Easy enough to do anything you want with a script and task scheduler (which can be called from the script, or the script called through the task scheduler...) I can set such things up with only Windows console tools and pretty much batch scripting, though my preference would be to use external tools for convenience (ie: inifile read/write capability, which is possible to do with on-board console tools, but not worth the effort).
A FOR loop has been known since the dawn of programming languages. Batch queues have been known for 40 years or more. Manipulation/management of running processes for as long.
I know that - I've been around since DOS 3 - It is what you can DO with the FOR loop... A DOS FOR cannot come close to what an NTVDM FOR can do - even knowing all the 'stupid DOS tricks'... And almost all the NTVDM console tools are likewise juiced up comparatively. I am a DOS *nut*, but there is almost no instance where I would prefer to be scripting in DOS over NTVDM. NTVDM is much more powerful, and one can easily manipulate running processes, etc... I can't think of anything in the system that I cannot do from the cmdline, with the exception of manipulating actual windows and positioning... But VBScript and Wscript can handle that.
Windows yesterday and today is MSDOS with pictures. (Exaggeration.)

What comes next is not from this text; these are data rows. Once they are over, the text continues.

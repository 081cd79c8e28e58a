use std::collections::HashSet;
use std::fs;
use std::path::Path;

use chrono::Datelike;

use crate::backup::{list_backups, BackupRecord};

/// Configure retention of backups.
///
/// If either value is [None] every backup of the type will be kept.
#[derive(Copy, Clone, Debug, PartialEq, Eq, serde::Deserialize, serde::Serialize)]
pub struct RetentionConfig {
    /// Defines how many daily backups to keep.
    ///
    /// A daily backup is the newest backup of the day.
    pub daily: Option<usize>,

    /// Defines how many weekly backups to keep.
    ///
    /// A weekly backup is the newest backup of the ISO week.
    pub weekly: Option<usize>,

    /// Defines how many monthly backups to keep.
    pub monthly: Option<usize>,

    /// Defines how many yearly backups to keep.
    pub yearly: Option<usize>,
}

impl Default for RetentionConfig {
    fn default() -> Self {
        Self {
            daily: Some(7),
            weekly: Some(4),
            monthly: Some(12),
            yearly: Some(0),
        }
    }
}

/// Decides backup by backup which to keep; feed it the newest backup first.
#[derive(Clone, Debug)]
pub struct Retention {
    pub config: RetentionConfig,
    daily: HashSet<(i32, u32)>,
    weekly: HashSet<(i32, u32)>,
    monthly: HashSet<(i32, u32)>,
    yearly: HashSet<i32>,
}

impl From<RetentionConfig> for Retention {
    fn from(config: RetentionConfig) -> Self {
        Self::new(config)
    }
}

impl Retention {
    pub fn new(config: RetentionConfig) -> Self {
        Self {
            config,
            daily: HashSet::new(),
            weekly: HashSet::new(),
            monthly: HashSet::new(),
            yearly: HashSet::new(),
        }
    }

    /// Returns if the backup from `date` is to be retained.
    pub fn retain(&mut self, date: impl Datelike) -> bool {
        let Self {
            config,
            daily,
            weekly,
            monthly,
            yearly,
        } = self;

        let new_daily = config
            .daily
            .is_none_or(|keep_daily| daily.len() < keep_daily)
            && daily.insert((date.year(), date.ordinal()));

        let new_weekly = config
            .weekly
            .is_none_or(|keep_weekly| weekly.len() < keep_weekly)
            && {
                let week = date.iso_week();
                weekly.insert((week.year(), week.week()))
            };

        let new_monthly = config
            .monthly
            .is_none_or(|keep_monthly| monthly.len() < keep_monthly)
            && monthly.insert((date.year(), date.month()));

        let new_yearly = config
            .yearly
            .is_none_or(|keep_yearly| yearly.len() < keep_yearly)
            && yearly.insert(date.year());

        new_daily || new_weekly || new_monthly || new_yearly
    }
}

/// Deletes the backups in `dir` with `prefix` that [Retention] doesn't keep.
///
/// Returns the pruned backups. On a dry run nothing is deleted.
pub fn prune_backups(
    dir: &Path,
    prefix: &str,
    config: RetentionConfig,
    dry_run: bool,
) -> crate::Result<Vec<BackupRecord>> {
    let mut retention = Retention::new(config);
    let mut pruned = Vec::new();

    // most recent first
    for backup in list_backups(dir, Some(prefix))? {
        if retention.retain(backup.created_at) {
            log::trace!(target: "retention", "Keeping {}", backup.name);
            continue;
        }

        if dry_run {
            log::info!(target: "retention", "Would delete {}", backup.name);
        } else {
            log::info!(target: "retention", "Deleting {}", backup.name);
            fs::remove_file(&backup.destination_path)?;
        }
        pruned.push(backup);
    }

    Ok(pruned)
}
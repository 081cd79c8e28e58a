//! Creation of compressed archives of a volume using [ArchiveWriter].

use std::fs::{self, File};
use std::io;
use std::path::Path;

use chrono::{Local, NaiveDateTime};
use flate2::read::GzDecoder;
use flate2::write::GzEncoder;
use flate2::Compression;

use super::{backup_file_name, BackupRecord};
use crate::process::CommandRunner;
use crate::util::Owner;
use crate::Error;

/// Writes `<prefix>-<timestamp>.tar.gz` archives of a volume's backing directory.
pub struct ArchiveWriter<'a> {
    prefix: String,
    runner: &'a dyn CommandRunner,
    /// User the archive is handed over to, the archive keeps our identity if [None].
    owner: Option<Owner>,
}

impl<'a> ArchiveWriter<'a> {
    pub fn new(prefix: impl Into<String>, runner: &'a dyn CommandRunner) -> Self {
        Self {
            prefix: prefix.into(),
            runner,
            owner: None,
        }
    }

    /// Hand created archives over to `owner`.
    pub fn with_owner(mut self, owner: Option<Owner>) -> Self {
        self.owner = owner;
        self
    }

    /// Archives everything below `source_volume_path` into `destination_dir`.
    pub fn create_backup(
        &self,
        source_volume_path: &Path,
        destination_dir: &Path,
    ) -> crate::Result<BackupRecord> {
        let now = Local::now().naive_local();
        self.create_backup_at(source_volume_path, destination_dir, now)
    }

    /// Like [create_backup](Self::create_backup) with an explicit timestamp for the name.
    pub fn create_backup_at(
        &self,
        source_volume_path: &Path,
        destination_dir: &Path,
        timestamp: NaiveDateTime,
    ) -> crate::Result<BackupRecord> {
        if !source_volume_path.is_dir() {
            return Err(Error::precondition(format!(
                "volume directory {} is not accessible",
                source_volume_path.display()
            )));
        }

        fs::create_dir_all(destination_dir)?;
        let name = backup_file_name(&self.prefix, &timestamp);
        let archive_path = destination_dir.join(&name);
        log::info!(
            target: "archive",
            "Create backup of {} at {}",
            source_volume_path.display(),
            archive_path.display()
        );

        // never touch an archive that already exists
        let archive_file = File::create_new(&archive_path)?;
        if let Err(e) = write_archive(archive_file, source_volume_path) {
            log::error!(target: "archive", "Writing {} failed: {e}", archive_path.display());
            remove_partial(&archive_path);
            return Err(e.into());
        }

        let size_bytes = verify_archive(&archive_path)?;

        if let Some(owner) = self.owner {
            log::debug!(target: "archive", "Handing {} over to {owner}", archive_path.display());
            if let Err(e) = owner.apply(self.runner, &archive_path, false) {
                remove_partial(&archive_path);
                return Err(e);
            }
        }

        log::info!(target: "archive", "Finished backup {name} ({size_bytes} bytes)");

        Ok(BackupRecord {
            name,
            source_volume_path: Some(source_volume_path.to_path_buf()),
            destination_path: archive_path,
            size_bytes,
            created_at: timestamp,
        })
    }
}

fn write_archive(archive_file: File, source: &Path) -> io::Result<()> {
    let encoder = GzEncoder::new(archive_file, Compression::default());
    let mut builder = tar::Builder::new(encoder);
    builder.follow_symlinks(false);
    builder.append_dir_all(".", source)?;

    let encoder = builder.into_inner()?;
    let archive_file = encoder.finish()?;
    archive_file.sync_all()
}

/// Checks that the archive exists and isn't empty, returning its size.
///
/// A missing or empty archive is removed and reported as
/// [Error::BackupVerificationFailed].
pub fn verify_archive(archive_path: &Path) -> crate::Result<u64> {
    let failed = |reason: String| {
        remove_partial(archive_path);
        Error::BackupVerificationFailed {
            path: archive_path.to_path_buf(),
            reason,
        }
    };

    let metadata = fs::metadata(archive_path).map_err(|e| failed(format!("archive missing: {e}")))?;
    if !metadata.is_file() {
        return Err(failed("archive is not a regular file".into()));
    }
    if metadata.len() == 0 {
        return Err(failed("archive is empty".into()));
    }

    log::debug!(target: "archive", "Verified {} ({} bytes)", archive_path.display(), metadata.len());
    Ok(metadata.len())
}

/// Reads every entry of the archive to make sure it can be extracted.
pub fn verify_integrity(archive_path: &Path) -> crate::Result<()> {
    let failed = |e: io::Error| Error::BackupVerificationFailed {
        path: archive_path.to_path_buf(),
        reason: format!("archive is unreadable: {e}"),
    };

    let file = File::open(archive_path).map_err(failed)?;
    let mut archive = tar::Archive::new(GzDecoder::new(file));
    let mut entries = 0usize;
    for entry in archive.entries().map_err(failed)? {
        let mut entry = entry.map_err(failed)?;
        io::copy(&mut entry, &mut io::sink()).map_err(failed)?;
        entries += 1;
    }
    log::debug!(target: "archive", "{} contains {entries} entries", archive_path.display());

    Ok(())
}

fn remove_partial(path: &Path) {
    match fs::remove_file(path) {
        Ok(()) => log::debug!(target: "archive", "Removed partial archive {}", path.display()),
        Err(e) if e.kind() == io::ErrorKind::NotFound => {}
        Err(e) => log::warn!(target: "archive", "Removing {} failed: {e}", path.display()),
    }
}
//! Scripted [CommandRunner] for tests.

use std::cell::RefCell;

use super::{command_line, CommandError, CommandOutput, CommandRunner};

type Handler = dyn FnMut(&str, Option<&str>) -> CommandOutput;

/// Answers every command with the output of a handler closure and records the
/// command lines it has seen.
pub(crate) struct FakeRunner {
    handler: RefCell<Box<Handler>>,
    calls: RefCell<Vec<String>>,
}

impl FakeRunner {
    pub(crate) fn new(handler: impl FnMut(&str, Option<&str>) -> CommandOutput + 'static) -> Self {
        Self {
            handler: RefCell::new(Box::new(handler)),
            calls: RefCell::new(Vec::new()),
        }
    }

    /// Every command succeeds with empty output.
    pub(crate) fn succeeding() -> Self {
        Self::new(|_, _| ok(""))
    }

    pub(crate) fn calls(&self) -> Vec<String> {
        self.calls.borrow().clone()
    }

    /// Number of recorded calls starting with `prefix`.
    pub(crate) fn count(&self, prefix: &str) -> usize {
        self.calls
            .borrow()
            .iter()
            .filter(|c| c.starts_with(prefix))
            .count()
    }

    fn answer(&self, program: &str, args: &[&str], input: Option<&str>) -> CommandOutput {
        let line = command_line(program, args);
        self.calls.borrow_mut().push(line.clone());
        let mut handler = self.handler.borrow_mut();
        (&mut **handler)(&line, input)
    }
}

impl CommandRunner for FakeRunner {
    fn run(&self, program: &str, args: &[&str]) -> Result<CommandOutput, CommandError> {
        Ok(self.answer(program, args, None))
    }

    fn run_with_input(
        &self,
        program: &str,
        args: &[&str],
        input: &str,
    ) -> Result<CommandOutput, CommandError> {
        Ok(self.answer(program, args, Some(input)))
    }
}

pub(crate) fn ok(stdout: &str) -> CommandOutput {
    CommandOutput {
        status: 0,
        stdout: stdout.to_string(),
        stderr: String::new(),
    }
}

pub(crate) fn fail(stderr: &str) -> CommandOutput {
    CommandOutput {
        status: 1,
        stdout: String::new(),
        stderr: stderr.to_string(),
    }
}

/// `docker volume inspect` JSON for a volume mounted at `mountpoint`.
pub(crate) fn volume_json(name: &str, mountpoint: &std::path::Path) -> String {
    serde_json::json!([{
        "Name": name,
        "Driver": "local",
        "Mountpoint": mountpoint,
    }])
    .to_string()
}

/// `docker inspect` JSON of a container.
pub(crate) fn container_json(running: bool, health: Option<&str>) -> String {
    let mut state = serde_json::json!({
        "Status": if running { "running" } else { "exited" },
        "Running": running,
    });
    if let Some(health) = health {
        state["Health"] = serde_json::json!({ "Status": health });
    }
    serde_json::json!([{ "State": state }]).to_string()
}
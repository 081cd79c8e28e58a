//! Errors terminating a backup, restore or scheduling run.

use std::io;
use std::path::PathBuf;

use derive_more::{Display, Error, From};

use crate::process::CommandError;

/// Result alias used throughout the crate.
pub type Result<T, E = Error> = std::result::Result<T, E>;

#[derive(Debug, Display, Error, From)]
/// Every failure is terminal for the current invocation.
pub enum Error {
    /// The container runtime is unavailable or a required container/setting is missing.
    #[display("Precondition failed: {reason}")]
    PreconditionFailed { reason: String },

    /// The named volume is not registered with the container runtime.
    #[display("Volume not found: {name}")]
    VolumeNotFound { name: String },

    /// The archive is missing or empty after creation.
    #[display("Backup verification failed for {}: {reason}", path.display())]
    BackupVerificationFailed { path: PathBuf, reason: String },

    /// Mounting, the write test or the read-back of the remote share failed.
    #[display("Remote share {share} not accessible: {reason}")]
    RemoteAccessFailed { share: String, reason: String },

    /// Clearing or extracting into the volume failed.
    #[display("Restore into {} failed: {reason}", path.display())]
    RestoreFailed { path: PathBuf, reason: String },

    /// The container didn't come back up after the bounded restart attempts.
    #[display("Container {container} failed to start after {attempts} attempts\n{remediation}")]
    RestartExhausted {
        container: String,
        attempts: usize,
        remediation: String,
    },

    /// The companion service never reported a healthy state.
    #[display("Service {service} not healthy after {attempts} checks")]
    HealthCheckExhausted { service: String, attempts: usize },

    /// Malformed share address, out-of-range menu selection, ...
    #[display("Invalid input: {_0}")]
    InvalidInput(#[error(ignore)] String),

    /// Reading or writing the configuration file failed.
    #[display("Configuration error: {_0}")]
    Config(#[error(ignore)] String),

    #[display("{_0}")]
    #[from]
    Command(CommandError),

    #[display("I/O error: {_0}")]
    #[from]
    Io(io::Error),
}

impl Error {
    pub(crate) fn precondition(reason: impl Into<String>) -> Self {
        Self::PreconditionFailed {
            reason: reason.into(),
        }
    }

    pub(crate) fn invalid_input(reason: impl Into<String>) -> Self {
        Self::InvalidInput(reason.into())
    }
}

If that were true, all my DOS based scripts (over 300 of them) and all my BASIC scripts would still run today... most of them broke in Win2k, and what isn't broke is generally deprecated, since on-board tools can do it better. The only thing I wish I had was an interface for the user (pictures) instead of only console - there is a vast wasteland between the console and the desktop - I had to write an app as a batch helper to bridge that gap, using html as a front end for batch scripts. But if you don't mind a console, Windows is highly manageable.